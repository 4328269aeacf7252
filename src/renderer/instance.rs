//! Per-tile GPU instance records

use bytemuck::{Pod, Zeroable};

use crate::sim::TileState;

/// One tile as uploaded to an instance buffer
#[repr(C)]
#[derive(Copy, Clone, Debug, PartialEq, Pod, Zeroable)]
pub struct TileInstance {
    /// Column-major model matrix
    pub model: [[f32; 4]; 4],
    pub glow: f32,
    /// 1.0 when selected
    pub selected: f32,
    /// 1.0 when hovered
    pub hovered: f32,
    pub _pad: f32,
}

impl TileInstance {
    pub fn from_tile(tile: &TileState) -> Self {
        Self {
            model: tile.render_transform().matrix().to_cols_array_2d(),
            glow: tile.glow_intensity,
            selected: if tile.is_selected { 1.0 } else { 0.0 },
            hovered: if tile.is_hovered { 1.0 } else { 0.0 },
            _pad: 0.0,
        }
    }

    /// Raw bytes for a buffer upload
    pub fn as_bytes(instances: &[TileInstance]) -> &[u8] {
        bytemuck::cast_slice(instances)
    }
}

◆ ◆ ◆ ◆

▶ [WHAT IS NEEDED]
Every entry above should come back exactly as written.

▶ [RESPONSE]
repository 4328269aeacf7252
filename src/renderer/instance.rs
//! Per-tile GPU instance records

use bytemuck::{Pod, Zeroable};

use crate::sim::TileState;

/// One tile as uploaded to an instance buffer
#[repr(C)]
#[derive(Copy, Clone, Debug, PartialEq, Pod, Zeroable)]
pub struct TileInstance {
    /// Column-major model matrix
    pub model: [[f32; 4]; 4],
    pub glow: f32,
    /// 1.0 when selected
    pub selected: f32,
    /// 1.0 when hovered
    pub hovered: f32,
    pub _pad: f32,
}

impl TileInstance {
    pub fn from_tile(tile: &TileState) -> Self {
        Self {
            model: tile.render_transform().matrix().to_cols_array_2d(),
            glow: tile.glow_intensity,
            selected: if tile.is_selected { 1.0 } else { 0.0 },
            hovered: if tile.is_hovered { 1.0 } else { 0.0 },
            _pad: 0.0,
        }
    }

    /// Raw bytes for a buffer upload
    pub fn as_bytes(instances: &[TileInstance]) -> &[u8] {
        bytemuck::cast_slice(instances)
    }
}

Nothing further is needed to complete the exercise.